WHAT THE TASK ASKS: In full and without alteration, print the entries.

Stored data:
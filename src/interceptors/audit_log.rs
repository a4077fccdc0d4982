//! Audit log interceptor
//!
//! Appends one JSON line per tool call start and completion.

use super::{InterceptorDecision, ToolCallContext, ToolInterceptor};
use crate::Result;
use async_trait::async_trait;
use chrono::{DateTime, Utc};
use serde::Serialize;
use serde_json::Value;
use std::fs::OpenOptions;
use std::io::Write;
use std::path::PathBuf;
use std::sync::Arc;
use tokio::sync::Mutex;

const MAX_RESULT_CHARS: usize = 1000;

/// Entry in the audit log
#[derive(Debug, Serialize)]
struct AuditEntry<'a> {
    timestamp: DateTime<Utc>,
    entry_type: &'static str,
    context_id: &'a str,
    tool_name: &'a str,
    #[serde(skip_serializing_if = "Option::is_none")]
    call_id: Option<&'a str>,
    #[serde(skip_serializing_if = "Option::is_none")]
    workspace_id: Option<&'a str>,
    args: &'a Value,
    #[serde(skip_serializing_if = "Option::is_none")]
    result: Option<Value>,
    #[serde(skip_serializing_if = "Option::is_none")]
    error: Option<String>,
    duration_ms: u64,
    status: &'static str,
}

impl<'a> AuditEntry<'a> {
    fn new(entry_type: &'static str, context: &'a ToolCallContext, status: &'static str) -> Self {
        Self {
            timestamp: Utc::now(),
            entry_type,
            context_id: &context.context_id,
            tool_name: &context.tool_name,
            call_id: context.call_id.as_deref(),
            workspace_id: context.workspace_id.as_deref(),
            args: &context.args,
            result: None,
            error: None,
            duration_ms: 0,
            status,
        }
    }
}

struct AuditLogWriter {
    path: PathBuf,
}

impl AuditLogWriter {
    fn write(&self, entry: &AuditEntry<'_>) -> std::io::Result<()> {
        let mut file = OpenOptions::new()
            .create(true)
            .append(true)
            .open(&self.path)?;

        let json = serde_json::to_string(entry)?;
        writeln!(file, "{}", json)?;
        Ok(())
    }
}

/// Interceptor that records every tool call to a JSONL file
pub struct AuditLogInterceptor {
    writer: Arc<Mutex<AuditLogWriter>>,
}

impl AuditLogInterceptor {
    pub fn new(log_path: impl Into<PathBuf>) -> Self {
        Self {
            writer: Arc::new(Mutex::new(AuditLogWriter {
                path: log_path.into(),
            })),
        }
    }

    async fn append(&self, entry: &AuditEntry<'_>) {
        let writer = self.writer.lock().await;
        if let Err(e) = writer.write(entry) {
            tracing::warn!(error = %e, path = %writer.path.display(), "Failed to write audit log entry");
        }
    }
}

#[async_trait]
impl ToolInterceptor for AuditLogInterceptor {
    async fn intercept_tool_call(&self, context: &ToolCallContext) -> Result<InterceptorDecision> {
        self.append(&AuditEntry::new("tool_call_start", context, "pending"))
            .await;

        // Audit logging never blocks
        Ok(InterceptorDecision::Allow)
    }

    async fn on_tool_call_complete(
        &self,
        context: &ToolCallContext,
        result: &Result<Value>,
        duration_ms: u64,
    ) {
        // A tool can succeed at the transport level and still report a failed trade
        let (result_value, error, status) = match result {
            Ok(v) if v.get("success") == Some(&Value::Bool(false)) => {
                (Some(truncate_result(v)), None, "failed")
            }
            Ok(v) => (Some(truncate_result(v)), None, "success"),
            Err(e) => (None, Some(e.to_string()), "error"),
        };

        let mut entry = AuditEntry::new("tool_call_complete", context, status);
        entry.result = result_value;
        entry.error = error;
        entry.duration_ms = duration_ms;
        self.append(&entry).await;
    }
}

/// Truncate result for logging
fn truncate_result(result: &Value) -> Value {
    let s = serde_json::to_string(result).unwrap_or_default();
    if s.chars().count() > MAX_RESULT_CHARS {
        let head: String = s.chars().take(MAX_RESULT_CHARS).collect();
        Value::String(format!("{}... [truncated]", head))
    } else {
        result.clone()
    }
}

EXPECTED ANSWER:
filename src/interceptors/audit_log.rs
repository a4077fccdc0d4982
//! Audit log interceptor
//!
//! Appends one JSON line per tool call start and completion.

use super::{InterceptorDecision, ToolCallContext, ToolInterceptor};
use crate::Result;
use async_trait::async_trait;
use chrono::{DateTime, Utc};
use serde::Serialize;
use serde_json::Value;
use std::fs::OpenOptions;
use std::io::Write;
use std::path::PathBuf;
use std::sync::Arc;
use tokio::sync::Mutex;

const MAX_RESULT_CHARS: usize = 1000;

/// Entry in the audit log
#[derive(Debug, Serialize)]
struct AuditEntry<'a> {
    timestamp: DateTime<Utc>,
    entry_type: &'static str,
    context_id: &'a str,
    tool_name: &'a str,
    #[serde(skip_serializing_if = "Option::is_none")]
    call_id: Option<&'a str>,
    #[serde(skip_serializing_if = "Option::is_none")]
    workspace_id: Option<&'a str>,
    args: &'a Value,
    #[serde(skip_serializing_if = "Option::is_none")]
    result: Option<Value>,
    #[serde(skip_serializing_if = "Option::is_none")]
    error: Option<String>,
    duration_ms: u64,
    status: &'static str,
}

impl<'a> AuditEntry<'a> {
    fn new(entry_type: &'static str, context: &'a ToolCallContext, status: &'static str) -> Self {
        Self {
            timestamp: Utc::now(),
            entry_type,
            context_id: &context.context_id,
            tool_name: &context.tool_name,
            call_id: context.call_id.as_deref(),
            workspace_id: context.workspace_id.as_deref(),
            args: &context.args,
            result: None,
            error: None,
            duration_ms: 0,
            status,
        }
    }
}

struct AuditLogWriter {
    path: PathBuf,
}

impl AuditLogWriter {
    fn write(&self, entry: &AuditEntry<'_>) -> std::io::Result<()> {
        let mut file = OpenOptions::new()
            .create(true)
            .append(true)
            .open(&self.path)?;

        let json = serde_json::to_string(entry)?;
        writeln!(file, "{}", json)?;
        Ok(())
    }
}

/// Interceptor that records every tool call to a JSONL file
pub struct AuditLogInterceptor {
    writer: Arc<Mutex<AuditLogWriter>>,
}

impl AuditLogInterceptor {
    pub fn new(log_path: impl Into<PathBuf>) -> Self {
        Self {
            writer: Arc::new(Mutex::new(AuditLogWriter {
                path: log_path.into(),
            })),
        }
    }

    async fn append(&self, entry: &AuditEntry<'_>) {
        let writer = self.writer.lock().await;
        if let Err(e) = writer.write(entry) {
            tracing::warn!(error = %e, path = %writer.path.display(), "Failed to write audit log entry");
        }
    }
}

#[async_trait]
impl ToolInterceptor for AuditLogInterceptor {
    async fn intercept_tool_call(&self, context: &ToolCallContext) -> Result<InterceptorDecision> {
        self.append(&AuditEntry::new("tool_call_start", context, "pending"))
            .await;

        // Audit logging never blocks
        Ok(InterceptorDecision::Allow)
    }

    async fn on_tool_call_complete(
        &self,
        context: &ToolCallContext,
        result: &Result<Value>,
        duration_ms: u64,
    ) {
        // A tool can succeed at the transport level and still report a failed trade
        let (result_value, error, status) = match result {
            Ok(v) if v.get("success") == Some(&Value::Bool(false)) => {
                (Some(truncate_result(v)), None, "failed")
            }
            Ok(v) => (Some(truncate_result(v)), None, "success"),
            Err(e) => (None, Some(e.to_string()), "error"),
        };

        let mut entry = AuditEntry::new("tool_call_complete", context, status);
        entry.result = result_value;
        entry.error = error;
        entry.duration_ms = duration_ms;
        self.append(&entry).await;
    }
}

/// Truncate result for logging
fn truncate_result(result: &Value) -> Value {
    let s = serde_json::to_string(result).unwrap_or_default();
    if s.chars().count() > MAX_RESULT_CHARS {
        let head: String = s.chars().take(MAX_RESULT_CHARS).collect();
        Value::String(format!("{}... [truncated]", head))
    } else {
        result.clone()
    }
}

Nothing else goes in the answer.